Illustrator:   Charles Tresidder
(school Book?) Ed's

Other:
Thoughts on Holiness ~ Charles H. Kelly, London: [no date.]  248 pages Cornish Stories
By Canoe and Dog-Train among the Cree and Salteaux Indians. Introduction by Mark Guy Pearse by Egerton Ryerson Young ~ 1890 ~ London: Charles H. Kelly ~ 268 pages ~  full-page steel engravings & photos and 2 mounted Woodburyprint portraits of the author and his wife. 
Hymn: "Have you had a kindness shown? - Pass it on"
CHAUTAUQUA, 1887: CLASSIFIED PROGRAM OF PUBLIC LECTURES TO BE DELIVERED AT THE CHAUTAUQUA MEETINGS BETWEEN JULY 2 AND AUGUST 28.
Temperance stories with song ~ 1889
Sermon Illlustrations
Mark Guy Pearse: Translated text: methodistischer theologian and writer. - after the school training in Camborne, Zeist (Holland) and at the Wesley college in Sheffield studied P. Medizin in London (pc.

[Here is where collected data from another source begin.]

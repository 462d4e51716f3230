//! Adaptive polling loop.
//!
//! After a cycle that found something new the next wait is drawn from the
//! short regime, otherwise from the normal one; either way a random jitter is
//! added and the result is clamped to a floor. During quiet hours no cycle
//! runs and the loop sleeps until the window ends. A wait that would run into
//! the window is cut short at its start. The first tick honours quiet hours
//! as well.
//!
//! Listings whose notification failed and that are retried do not count as
//! new for the cadence, so an unreachable transport does not pin the loop to
//! the short regime.
use chrono::{Local, NaiveDateTime, NaiveTime, Timelike};
use rand::rngs::StdRng;
use rand::{Rng, SeedableRng};
use std::collections::HashSet;
use std::future::Future;
use std::time::Duration;
use tracing::{error, info};

use crate::config::Schedule;
use crate::cycle::{self, CycleReport, Pipeline};

/// Wall-clock window `[start, end)` in local hours. `start > end` wraps past
/// midnight.
#[derive(Debug, Clone, Copy, PartialEq, Eq)]
pub struct QuietHours {
    start: NaiveTime,
    end: NaiveTime,
}

impl QuietHours {
    /// `None` for out-of-range hours or an empty window.
    pub fn new(start_hour: u32, end_hour: u32) -> Option<Self> {
        if start_hour == end_hour {
            return None;
        }
        Some(Self {
            start: NaiveTime::from_hms_opt(start_hour, 0, 0)?,
            end: NaiveTime::from_hms_opt(end_hour, 0, 0)?,
        })
    }

    pub fn start_hour(&self) -> u32 {
        self.start.hour()
    }

    pub fn end_hour(&self) -> u32 {
        self.end.hour()
    }

    pub fn contains(&self, t: NaiveTime) -> bool {
        if self.start < self.end {
            self.start <= t && t < self.end
        } else {
            t >= self.start || t < self.end
        }
    }

    /// Time from `now` until the next window end.
    pub fn remaining(&self, now: NaiveDateTime) -> Duration {
        let mut end = now.date().and_time(self.end);
        if end <= now {
            end += chrono::Duration::days(1);
        }
        (end - now).to_std().unwrap_or_default()
    }

    /// Time from `now` until the window next opens. A `now` exactly at the
    /// start counts as a full day away.
    pub fn until_start(&self, now: NaiveDateTime) -> Duration {
        let mut start = now.date().and_time(self.start);
        if start <= now {
            start += chrono::Duration::days(1);
        }
        (start - now).to_std().unwrap_or_default()
    }
}

/// Static cadence settings, derived from config once at startup.
#[derive(Debug, Clone, PartialEq)]
pub struct ScheduleSettings {
    pub normal_interval: Duration,
    pub normal_jitter: Duration,
    pub short_interval: Duration,
    pub short_jitter: Duration,
    pub min_interval: Duration,
    pub quiet_hours: Option<QuietHours>,
}

impl ScheduleSettings {
    pub fn from_config(cfg: &Schedule) -> Self {
        let q = &cfg.quiet_hours;
        Self {
            normal_interval: Duration::from_secs(cfg.normal_interval_secs),
            normal_jitter: Duration::from_secs(cfg.normal_jitter_secs),
            short_interval: Duration::from_secs(cfg.short_interval_secs),
            short_jitter: Duration::from_secs(cfg.short_jitter_secs),
            min_interval: Duration::from_secs(cfg.min_interval_secs),
            quiet_hours: if q.enabled {
                QuietHours::new(q.start_hour, q.end_hour)
            } else {
                None
            },
        }
    }
}

/// Cadence state carried from one cycle to the next. Only the previous
/// cycle's outcome feeds into it.
#[derive(Debug, Clone, Copy, PartialEq, Eq)]
pub struct ScheduleState {
    pub base: Duration,
    pub jitter: Duration,
    pub found_new: bool,
}

impl ScheduleState {
    pub fn initial(settings: &ScheduleSettings) -> Self {
        Self::after_cycle(settings, false)
    }

    pub fn after_cycle(settings: &ScheduleSettings, found_new: bool) -> Self {
        let (base, jitter) = if found_new {
            (settings.short_interval, settings.short_jitter)
        } else {
            (settings.normal_interval, settings.normal_jitter)
        };
        Self {
            base,
            jitter,
            found_new,
        }
    }

    /// `base ± jitter`, never below `min`.
    pub fn draw_interval<R: Rng + ?Sized>(&self, rng: &mut R, min: Duration) -> Duration {
        let base = self.base.as_secs_f64();
        let jitter = self.jitter.as_secs_f64();
        let offset = if jitter > 0.0 {
            rng.gen_range(-jitter..=jitter)
        } else {
            0.0
        };
        Duration::try_from_secs_f64((base + offset).max(min.as_secs_f64()).max(0.0))
            .unwrap_or(Duration::MAX)
    }
}

/// What a tick did and how long to sleep afterwards.
#[derive(Debug, Clone, PartialEq)]
pub enum Tick {
    /// Inside quiet hours: nothing fetched.
    Quiet { wait: Duration },
    /// A cycle ran; `report` is `None` when the store failed.
    Ran {
        report: Option<CycleReport>,
        wait: Duration,
    },
}

impl Tick {
    pub fn wait(&self) -> Duration {
        match self {
            Tick::Quiet { wait } | Tick::Ran { wait, .. } => *wait,
        }
    }
}

/// Source of local wall-clock time.
pub trait Clock: Send + Sync {
    fn now(&self) -> NaiveDateTime;
}

#[derive(Debug, Clone, Copy, Default)]
pub struct LocalClock;

impl Clock for LocalClock {
    fn now(&self) -> NaiveDateTime {
        Local::now().naive_local()
    }
}

pub struct Scheduler<'a> {
    pipeline: Pipeline<'a>,
    settings: ScheduleSettings,
    state: ScheduleState,
    rng: StdRng,
    /// Listings left unseen by the previous cycle after a failed send.
    retrying: HashSet<String>,
}

impl<'a> Scheduler<'a> {
    pub fn new(pipeline: Pipeline<'a>, settings: ScheduleSettings) -> Self {
        Self::with_rng(pipeline, settings, StdRng::from_entropy())
    }

    pub fn with_rng(pipeline: Pipeline<'a>, settings: ScheduleSettings, rng: StdRng) -> Self {
        let state = ScheduleState::initial(&settings);
        Self {
            pipeline,
            settings,
            state,
            rng,
            retrying: HashSet::new(),
        }
    }

    pub fn state(&self) -> ScheduleState {
        self.state
    }

    /// Run one cycle unless `now` falls inside quiet hours, and work out the
    /// next wait.
    pub async fn tick(&mut self, now: NaiveDateTime) -> Tick {
        if let Some(quiet) = self.settings.quiet_hours.filter(|q| q.contains(now.time())) {
            let wait = quiet.remaining(now).max(Duration::from_secs(1));
            info!(
                now = %now.format("%H:%M"),
                resume_at = %format!("{:02}:00", quiet.end_hour()),
                wait_secs = wait.as_secs(),
                "quiet hours active; skipping cycle"
            );
            return Tick::Quiet { wait };
        }

        let report = match cycle::run_cycle(&self.pipeline).await {
            Ok(report) => Some(report),
            Err(err) => {
                error!(%err, "cycle aborted by store failure");
                None
            }
        };
        let found_new = report.as_ref().is_some_and(|r| {
            r.new_ids.iter().any(|id| !self.retrying.contains(id))
        });
        if let Some(r) = &report {
            self.retrying = r.unsent_ids.iter().cloned().collect();
        }
        self.state = ScheduleState::after_cycle(&self.settings, found_new);
        let mut wait = self
            .state
            .draw_interval(&mut self.rng, self.settings.min_interval);
        if let Some(quiet) = self.settings.quiet_hours {
            let until_quiet = quiet.until_start(now).max(Duration::from_secs(1));
            if wait > until_quiet {
                info!(
                    wait_secs = until_quiet.as_secs(),
                    "next check moved to the start of quiet hours"
                );
                wait = until_quiet;
            }
        }
        if found_new {
            info!(wait_secs = wait.as_secs(), "new listings found; shortened interval");
        } else {
            info!(wait_secs = wait.as_secs(), "next check scheduled");
        }
        Tick::Ran { report, wait }
    }

    /// Tick, sleep, repeat until `shutdown` resolves. Shutdown only cuts a
    /// sleep short; a cycle in progress always completes. `shutdown` is not
    /// polled until the first cycle is over, so it must already be armed.
    pub async fn run<F>(&mut self, clock: &dyn Clock, shutdown: F)
    where
        F: Future<Output = ()>,
    {
        tokio::pin!(shutdown);
        loop {
            let wait = self.tick(clock.now()).await.wait();
            tokio::select! {
                biased;
                _ = &mut shutdown => {
                    info!("shutdown requested; stopping scheduler");
                    break;
                }
                _ = tokio::time::sleep(wait) => {}
            }
        }
    }
}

Bartholomew's hospital), stepped however 1863 as a clergyman into the service of the methodistischen church. It worked among other things in Leeds, Ipswich, Bedford, Westminster and Bristol and was finally since 1899 (in connection with the west London mission) for 14 years as Missionar at the pc. James resounds actively. - its work, which found far spreading, enclosure just as theological exegetische papers as also lectures, erbauliche narrations and songs and represents altogether an important enriching of the methodistischen bibliography and above all the song property.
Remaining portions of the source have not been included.